SUPPLIED DATA START
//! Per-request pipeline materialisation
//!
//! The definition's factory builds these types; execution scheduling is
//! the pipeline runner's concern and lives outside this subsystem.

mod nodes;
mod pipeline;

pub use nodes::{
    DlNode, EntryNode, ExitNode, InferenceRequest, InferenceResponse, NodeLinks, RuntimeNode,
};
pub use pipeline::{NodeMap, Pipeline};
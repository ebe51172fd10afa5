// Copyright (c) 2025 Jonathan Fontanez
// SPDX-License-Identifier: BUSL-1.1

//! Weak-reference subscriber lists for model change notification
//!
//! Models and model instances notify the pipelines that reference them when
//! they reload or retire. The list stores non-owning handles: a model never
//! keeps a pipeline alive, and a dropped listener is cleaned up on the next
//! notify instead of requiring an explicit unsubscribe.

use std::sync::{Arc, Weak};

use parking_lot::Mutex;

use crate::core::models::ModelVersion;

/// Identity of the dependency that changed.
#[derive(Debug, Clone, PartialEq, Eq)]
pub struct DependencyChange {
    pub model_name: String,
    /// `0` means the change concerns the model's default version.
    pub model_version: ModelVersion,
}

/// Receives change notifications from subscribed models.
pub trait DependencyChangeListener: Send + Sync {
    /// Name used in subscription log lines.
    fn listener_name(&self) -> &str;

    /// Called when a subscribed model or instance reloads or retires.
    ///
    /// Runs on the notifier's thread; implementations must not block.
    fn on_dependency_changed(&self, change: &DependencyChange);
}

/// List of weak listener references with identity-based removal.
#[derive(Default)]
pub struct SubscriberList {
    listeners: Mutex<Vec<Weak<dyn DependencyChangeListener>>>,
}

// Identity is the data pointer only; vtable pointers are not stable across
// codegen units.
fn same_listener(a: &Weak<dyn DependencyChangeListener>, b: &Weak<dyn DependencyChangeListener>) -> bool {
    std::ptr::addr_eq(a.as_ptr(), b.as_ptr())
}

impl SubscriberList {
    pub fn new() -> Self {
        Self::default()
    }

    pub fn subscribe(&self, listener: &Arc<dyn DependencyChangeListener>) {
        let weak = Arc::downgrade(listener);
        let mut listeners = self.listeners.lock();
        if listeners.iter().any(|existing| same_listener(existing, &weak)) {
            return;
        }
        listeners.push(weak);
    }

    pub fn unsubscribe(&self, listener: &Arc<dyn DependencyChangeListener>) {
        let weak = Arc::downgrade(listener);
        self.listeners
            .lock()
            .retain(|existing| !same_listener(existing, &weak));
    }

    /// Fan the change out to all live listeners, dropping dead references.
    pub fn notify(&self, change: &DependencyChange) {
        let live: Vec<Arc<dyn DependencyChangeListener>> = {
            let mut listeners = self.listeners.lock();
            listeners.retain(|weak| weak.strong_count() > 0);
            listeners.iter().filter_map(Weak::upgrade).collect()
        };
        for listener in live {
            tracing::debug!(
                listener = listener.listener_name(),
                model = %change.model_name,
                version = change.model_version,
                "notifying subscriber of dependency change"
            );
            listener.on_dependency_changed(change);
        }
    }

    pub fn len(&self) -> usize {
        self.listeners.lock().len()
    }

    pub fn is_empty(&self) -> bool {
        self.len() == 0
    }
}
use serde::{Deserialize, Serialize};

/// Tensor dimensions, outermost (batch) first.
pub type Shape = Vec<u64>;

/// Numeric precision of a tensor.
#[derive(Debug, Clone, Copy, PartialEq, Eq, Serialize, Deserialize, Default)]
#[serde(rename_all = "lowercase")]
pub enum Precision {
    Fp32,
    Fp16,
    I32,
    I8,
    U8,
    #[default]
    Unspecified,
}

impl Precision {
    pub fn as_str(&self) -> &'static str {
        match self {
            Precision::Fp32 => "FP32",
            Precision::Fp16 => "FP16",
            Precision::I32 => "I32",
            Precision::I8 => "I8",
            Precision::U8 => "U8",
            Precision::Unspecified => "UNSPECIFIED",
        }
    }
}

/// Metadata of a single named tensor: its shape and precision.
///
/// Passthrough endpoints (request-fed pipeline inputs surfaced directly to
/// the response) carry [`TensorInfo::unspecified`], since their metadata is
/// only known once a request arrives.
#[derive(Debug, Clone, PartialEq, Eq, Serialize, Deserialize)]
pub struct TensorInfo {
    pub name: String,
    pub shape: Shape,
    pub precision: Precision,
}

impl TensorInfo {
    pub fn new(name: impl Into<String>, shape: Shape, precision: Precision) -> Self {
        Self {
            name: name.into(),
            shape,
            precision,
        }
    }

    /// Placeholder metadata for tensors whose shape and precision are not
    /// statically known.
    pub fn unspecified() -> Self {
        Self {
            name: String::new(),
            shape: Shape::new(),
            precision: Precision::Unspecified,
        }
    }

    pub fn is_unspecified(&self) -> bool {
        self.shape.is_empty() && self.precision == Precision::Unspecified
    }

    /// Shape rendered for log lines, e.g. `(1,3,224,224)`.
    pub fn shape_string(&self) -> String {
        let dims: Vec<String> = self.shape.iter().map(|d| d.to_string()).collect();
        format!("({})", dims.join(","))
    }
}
SUPPLIED DATA END
YOUR GOAL: The material above needs to be reproduced exactly as written.

ANSWER BOX:
//! Per-request pipeline materialisation
//!
//! The definition's factory builds these types; execution scheduling is
//! the pipeline runner's concern and lives outside this subsystem.

mod nodes;
mod pipeline;

pub use nodes::{
    DlNode, EntryNode, ExitNode, InferenceRequest, InferenceResponse, NodeLinks, RuntimeNode,
};
pub use pipeline::{NodeMap, Pipeline};
repository ebe51172fd10afa5
// Copyright (c) 2025 Jonathan Fontanez
// SPDX-License-Identifier: BUSL-1.1

//! Weak-reference subscriber lists for model change notification
//!
//! Models and model instances notify the pipelines that reference them when
//! they reload or retire. The list stores non-owning handles: a model never
//! keeps a pipeline alive, and a dropped listener is cleaned up on the next
//! notify instead of requiring an explicit unsubscribe.

use std::sync::{Arc, Weak};

use parking_lot::Mutex;

use crate::core::models::ModelVersion;

/// Identity of the dependency that changed.
#[derive(Debug, Clone, PartialEq, Eq)]
pub struct DependencyChange {
    pub model_name: String,
    /// `0` means the change concerns the model's default version.
    pub model_version: ModelVersion,
}

/// Receives change notifications from subscribed models.
pub trait DependencyChangeListener: Send + Sync {
    /// Name used in subscription log lines.
    fn listener_name(&self) -> &str;

    /// Called when a subscribed model or instance reloads or retires.
    ///
    /// Runs on the notifier's thread; implementations must not block.
    fn on_dependency_changed(&self, change: &DependencyChange);
}

/// List of weak listener references with identity-based removal.
#[derive(Default)]
pub struct SubscriberList {
    listeners: Mutex<Vec<Weak<dyn DependencyChangeListener>>>,
}

// Identity is the data pointer only; vtable pointers are not stable across
// codegen units.
fn same_listener(a: &Weak<dyn DependencyChangeListener>, b: &Weak<dyn DependencyChangeListener>) -> bool {
    std::ptr::addr_eq(a.as_ptr(), b.as_ptr())
}

impl SubscriberList {
    pub fn new() -> Self {
        Self::default()
    }

    pub fn subscribe(&self, listener: &Arc<dyn DependencyChangeListener>) {
        let weak = Arc::downgrade(listener);
        let mut listeners = self.listeners.lock();
        if listeners.iter().any(|existing| same_listener(existing, &weak)) {
            return;
        }
        listeners.push(weak);
    }

    pub fn unsubscribe(&self, listener: &Arc<dyn DependencyChangeListener>) {
        let weak = Arc::downgrade(listener);
        self.listeners
            .lock()
            .retain(|existing| !same_listener(existing, &weak));
    }

    /// Fan the change out to all live listeners, dropping dead references.
    pub fn notify(&self, change: &DependencyChange) {
        let live: Vec<Arc<dyn DependencyChangeListener>> = {
            let mut listeners = self.listeners.lock();
            listeners.retain(|weak| weak.strong_count() > 0);
            listeners.iter().filter_map(Weak::upgrade).collect()
        };
        for listener in live {
            tracing::debug!(
                listener = listener.listener_name(),
                model = %change.model_name,
                version = change.model_version,
                "notifying subscriber of dependency change"
            );
            listener.on_dependency_changed(change);
        }
    }

    pub fn len(&self) -> usize {
        self.listeners.lock().len()
    }

    pub fn is_empty(&self) -> bool {
        self.len() == 0
    }
}
use serde::{Deserialize, Serialize};

/// Tensor dimensions, outermost (batch) first.
pub type Shape = Vec<u64>;

/// Numeric precision of a tensor.
#[derive(Debug, Clone, Copy, PartialEq, Eq, Serialize, Deserialize, Default)]
#[serde(rename_all = "lowercase")]
pub enum Precision {
    Fp32,
    Fp16,
    I32,
    I8,
    U8,
    #[default]
    Unspecified,
}

impl Precision {
    pub fn as_str(&self) -> &'static str {
        match self {
            Precision::Fp32 => "FP32",
            Precision::Fp16 => "FP16",
            Precision::I32 => "I32",
            Precision::I8 => "I8",
            Precision::U8 => "U8",
            Precision::Unspecified => "UNSPECIFIED",
        }
    }
}

/// Metadata of a single named tensor: its shape and precision.
///
/// Passthrough endpoints (request-fed pipeline inputs surfaced directly to
/// the response) carry [`TensorInfo::unspecified`], since their metadata is
/// only known once a request arrives.
#[derive(Debug, Clone, PartialEq, Eq, Serialize, Deserialize)]
pub struct TensorInfo {
    pub name: String,
    pub shape: Shape,
    pub precision: Precision,
}

impl TensorInfo {
    pub fn new(name: impl Into<String>, shape: Shape, precision: Precision) -> Self {
        Self {
            name: name.into(),
            shape,
            precision,
        }
    }

    /// Placeholder metadata for tensors whose shape and precision are not
    /// statically known.
    pub fn unspecified() -> Self {
        Self {
            name: String::new(),
            shape: Shape::new(),
            precision: Precision::Unspecified,
        }
    }

    pub fn is_unspecified(&self) -> bool {
        self.shape.is_empty() && self.precision == Precision::Unspecified
    }

    /// Shape rendered for log lines, e.g. `(1,3,224,224)`.
    pub fn shape_string(&self) -> String {
        let dims: Vec<String> = self.shape.iter().map(|d| d.to_string()).collect();
        format!("({})", dims.join(","))
    }
}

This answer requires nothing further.